SHINE Rehearsal for Real-life (Social Skills) Programs
SHINE School’s ‘Rehearsal for Real-life’ Programs are free intensive social and well-being support programs facilitated by Shine’s Dramatherapist Dr Amanda Musicka Williams who has twenty years’ experience delivering creative arts therapies programs in school settings. The ‘Rehearsal for Real-life’ program covers a wide variety of topics broadly aimed at developing social, emotional and life skills that support student’s self-awareness, resilience, and overall well-being.

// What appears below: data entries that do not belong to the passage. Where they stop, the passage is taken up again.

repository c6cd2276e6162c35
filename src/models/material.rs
use serde::{Deserialize, Serialize};

/// A candidate packaging material from the catalog
#[derive(Debug, Clone, Serialize, Deserialize, PartialEq)]
pub struct Material {
    /// Display name (e.g., "Bioplastic A")
    #[serde(alias = "material_name")]
    pub name: String,
    /// Mechanical strength score of the material
    #[serde(alias = "strength_score")]
    pub material_strength: f64,
    /// Biodegradability on a 0-10 scale
    #[serde(alias = "biodegradability_score")]
    pub biodegradability: f64,
    /// Share of the material that can be recycled, in percent
    pub recyclability_percent: f64,
}

impl Material {
    /// Creates a new catalog entry
    pub fn new(
        name: impl Into<String>,
        material_strength: f64,
        biodegradability: f64,
        recyclability_percent: f64,
    ) -> Self {
        Self {
            name: name.into(),
            material_strength,
            biodegradability,
            recyclability_percent,
        }
    }
}

#[cfg(test)]
mod tests {
    use super::*;

    #[test]
    fn test_material_deserializes_canonical_fields() {
        let json = r#"{
            "name": "Kraft Paper",
            "material_strength": 4.5,
            "biodegradability": 9.0,
            "recyclability_percent": 85.0
        }"#;

        let material: Material = serde_json::from_str(json).unwrap();
        assert_eq!(material, Material::new("Kraft Paper", 4.5, 9.0, 85.0));
    }

    #[test]
    fn test_material_deserializes_dataset_column_names() {
        let json = r#"{
            "material_name": "Molded Pulp",
            "strength_score": 5,
            "biodegradability_score": 9.5,
            "recyclability_percent": 90
        }"#;

        let material: Material = serde_json::from_str(json).unwrap();
        assert_eq!(material.name, "Molded Pulp");
        assert_eq!(material.material_strength, 5.0);
        assert_eq!(material.biodegradability, 9.5);
        assert_eq!(material.recyclability_percent, 90.0);
    }
}
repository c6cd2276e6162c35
use std::path::Path;

use anyhow::Context;
use serde::Deserialize;

use crate::models::{features::check_feature_contract, FeatureVector, FEATURE_COUNT};

use super::artifacts::read_json;

/// Fitted standardization applied to every feature vector before inference
#[cfg_attr(test, mockall::automock)]
pub trait Scaler: Send + Sync {
    fn transform(&self, features: &FeatureVector) -> FeatureVector;
}

/// Serialized form of a fitted standard scaler
#[derive(Debug, Deserialize)]
struct ScalerArtifact {
    schema_version: u32,
    features: Vec<String>,
    mean: Vec<f64>,
    scale: Vec<f64>,
}

/// Per-feature `(x - mean) / scale` transform
#[derive(Debug, Clone, PartialEq)]
pub struct StandardScaler {
    mean: [f64; FEATURE_COUNT],
    scale: [f64; FEATURE_COUNT],
}

impl StandardScaler {
    /// Creates a scaler from fitted parameters
    ///
    /// Every scale entry must be finite and non-zero, and every mean finite.
    pub fn new(mean: [f64; FEATURE_COUNT], scale: [f64; FEATURE_COUNT]) -> anyhow::Result<Self> {
        if let Some(idx) = mean.iter().position(|m| !m.is_finite()) {
            anyhow::bail!("mean for feature {} is not finite", idx);
        }
        if let Some(idx) = scale.iter().position(|s| !s.is_finite() || *s == 0.0) {
            anyhow::bail!("scale for feature {} must be finite and non-zero", idx);
        }
        Ok(Self { mean, scale })
    }

    /// Loads a fitted scaler, failing if it was fitted on a different feature layout
    pub fn load(path: &Path) -> anyhow::Result<Self> {
        let artifact: ScalerArtifact = read_json(path)?;
        Self::from_artifact(artifact).with_context(|| format!("Invalid scaler {}", path.display()))
    }

    fn from_artifact(artifact: ScalerArtifact) -> anyhow::Result<Self> {
        check_feature_contract(artifact.schema_version, &artifact.features)
            .map_err(anyhow::Error::msg)?;

        let mean: [f64; FEATURE_COUNT] = artifact.mean.try_into().map_err(|v: Vec<f64>| {
            anyhow::anyhow!("expected {} mean values, got {}", FEATURE_COUNT, v.len())
        })?;
        let scale: [f64; FEATURE_COUNT] = artifact.scale.try_into().map_err(|v: Vec<f64>| {
            anyhow::anyhow!("expected {} scale values, got {}", FEATURE_COUNT, v.len())
        })?;

        Self::new(mean, scale)
    }
}

impl Scaler for StandardScaler {
    fn transform(&self, features: &FeatureVector) -> FeatureVector {
        let mut scaled = *features.values();
        for ((value, mean), scale) in scaled.iter_mut().zip(self.mean).zip(self.scale) {
            *value = (*value - mean) / scale;
        }
        FeatureVector(scaled)
    }
}
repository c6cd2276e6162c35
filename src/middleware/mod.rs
pub mod request_id;
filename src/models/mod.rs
pub mod features;
pub mod material;
pub mod recommendation;

pub use features::{
    FeatureVector, ProductRequirement, FEATURE_COUNT, FEATURE_NAMES, FEATURE_SCHEMA_VERSION,
};
pub use material::Material;
pub use recommendation::ScoredMaterial;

The ‘Rehearsal for Real-life’ program:
The ‘Rehearsal for Real-life’ Dramatherapy Programs at SHINE aim to support young people identified as needing additional support or intervention when it comes to their social/emotional well-being. Selected children in each group program (of 6-10 students) will have access to the group dramatherapy program which runs on a school term basis for a minimum of 10 sessions with the possibility of extending some groups to two terms or multiple sessions across one term to provide additional repetition that may maximise learning outcomes and skill development.

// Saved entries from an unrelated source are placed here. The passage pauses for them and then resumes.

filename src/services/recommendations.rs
use std::{cmp::Ordering, sync::Arc};

use crate::{
    config::Config,
    error::{AppError, AppResult},
    models::{Material, ProductRequirement, ScoredMaterial},
    services::{
        catalog::load_catalog,
        predictor::{LinearRegressor, Predictor},
        scaler::{Scaler, StandardScaler},
        scoring::{round_to, suitability},
    },
};

/// Maximum number of materials returned per request
pub const TOP_K: usize = 3;

/// Everything needed to score the catalog, built once at startup and never mutated
pub struct RecommendationContext {
    pub catalog: Vec<Material>,
    pub scaler: Arc<dyn Scaler>,
    pub cost_model: Arc<dyn Predictor>,
    pub co2_model: Arc<dyn Predictor>,
}

impl RecommendationContext {
    pub fn new(
        catalog: Vec<Material>,
        scaler: Arc<dyn Scaler>,
        cost_model: Arc<dyn Predictor>,
        co2_model: Arc<dyn Predictor>,
    ) -> Self {
        Self {
            catalog,
            scaler,
            cost_model,
            co2_model,
        }
    }

    /// Loads the catalog, scaler and both models from the configured paths
    ///
    /// Any missing or invalid artifact is an error; the server must not start
    /// without a complete context.
    pub fn load(config: &Config) -> anyhow::Result<Self> {
        let scaler = StandardScaler::load(&config.scaler_path())?;
        let cost_model = LinearRegressor::load(&config.cost_model_path())?;
        let co2_model = LinearRegressor::load(&config.co2_model_path())?;
        let catalog = load_catalog(&config.catalog_path())?;

        tracing::info!(
            models_dir = %config.models_dir.display(),
            cost_target = cost_model.target(),
            co2_target = co2_model.target(),
            materials = catalog.len(),
            "Recommendation context loaded"
        );

        Ok(Self::new(
            catalog,
            Arc::new(scaler),
            Arc::new(cost_model),
            Arc::new(co2_model),
        ))
    }
}

/// Scores every catalog material for the product and returns the best [`TOP_K`]
///
/// Results are sorted by suitability descending. The sort is stable, so
/// materials with equal scores keep their catalog order. Any prediction
/// failure aborts the whole request.
pub fn recommend_materials(
    context: &RecommendationContext,
    product: &ProductRequirement,
) -> AppResult<Vec<ScoredMaterial>> {
    let mut scored = context
        .catalog
        .iter()
        .map(|material| score_material(context, product, material))
        .collect::<AppResult<Vec<_>>>()?;

    scored.sort_by(|a, b| {
        b.suitability_score
            .partial_cmp(&a.suitability_score)
            .unwrap_or(Ordering::Equal)
    });
    scored.truncate(TOP_K);

    Ok(scored)
}

fn score_material(
    context: &RecommendationContext,
    product: &ProductRequirement,
    material: &Material,
) -> AppResult<ScoredMaterial> {
    let features = product.features_for(material);
    if !features.is_finite() {
        return Err(AppError::InvalidInput(format!(
            "non-finite feature values for material '{}'",
            material.name
        )));
    }

    let scaled = context.scaler.transform(&features);

    let cost = context.cost_model.predict(&scaled)?;
    let co2 = context.co2_model.predict(&scaled)?;

    if !cost.is_finite() || !co2.is_finite() {
        return Err(AppError::Prediction(format!(
            "non-finite prediction for material '{}'",
            material.name
        )));
    }

    Ok(ScoredMaterial {
        material: material.name.clone(),
        predicted_cost: round_to(cost, 2),
        predicted_co2: round_to(co2, 2),
        suitability_score: round_to(suitability(cost, co2, material.biodegradability), 3),
    })
}
use std::path::Path;

use crate::models::Material;

use super::artifacts::read_json;

/// Loads the material catalog, a JSON array of [`Material`] records
///
/// Catalog order is preserved; it breaks ties when ranking.
pub fn load_catalog(path: &Path) -> anyhow::Result<Vec<Material>> {
    let materials: Vec<Material> = read_json(path)?;

    for material in &materials {
        let attributes = [
            material.material_strength,
            material.biodegradability,
            material.recyclability_percent,
        ];
        if attributes.iter().any(|v| !v.is_finite()) {
            anyhow::bail!(
                "Material '{}' in {} has non-finite attributes",
                material.name,
                path.display()
            );
        }
    }

    if materials.is_empty() {
        tracing::warn!(path = %path.display(), "Material catalog is empty");
    }

    Ok(materials)
}
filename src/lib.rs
pub mod api;
pub mod config;
pub mod error;
pub mod middleware;
pub mod models;
pub mod services;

Specific goals of the program address the following topics:
- Emotional Intelligence & Self-Regulation
- Social Skill Development & Social Problem Solving
- Personal Boundaries and Consent
- Exploring Personal strengths and positive self-talk
- Life skills: Resilience, Adaptability & Self-Reflection
- Teamwork
And the general overview for a ten-week program is briefly summarised as:
- Week 1: Starting out Session:
Getting to know one another, building the working alliance & recognizing commonalities, exploring team-work skills.
- Week 2: Getting along with others:
Exploring social fundamentals -listening, personal boundaries, respectful engagement with others and negotiating consent.
- Week 3: Understanding our feelings:
Exploring scales of feeling, reading and responding to body cues, managing tricky feelings, understanding triggers and practicing self-regulation strategies.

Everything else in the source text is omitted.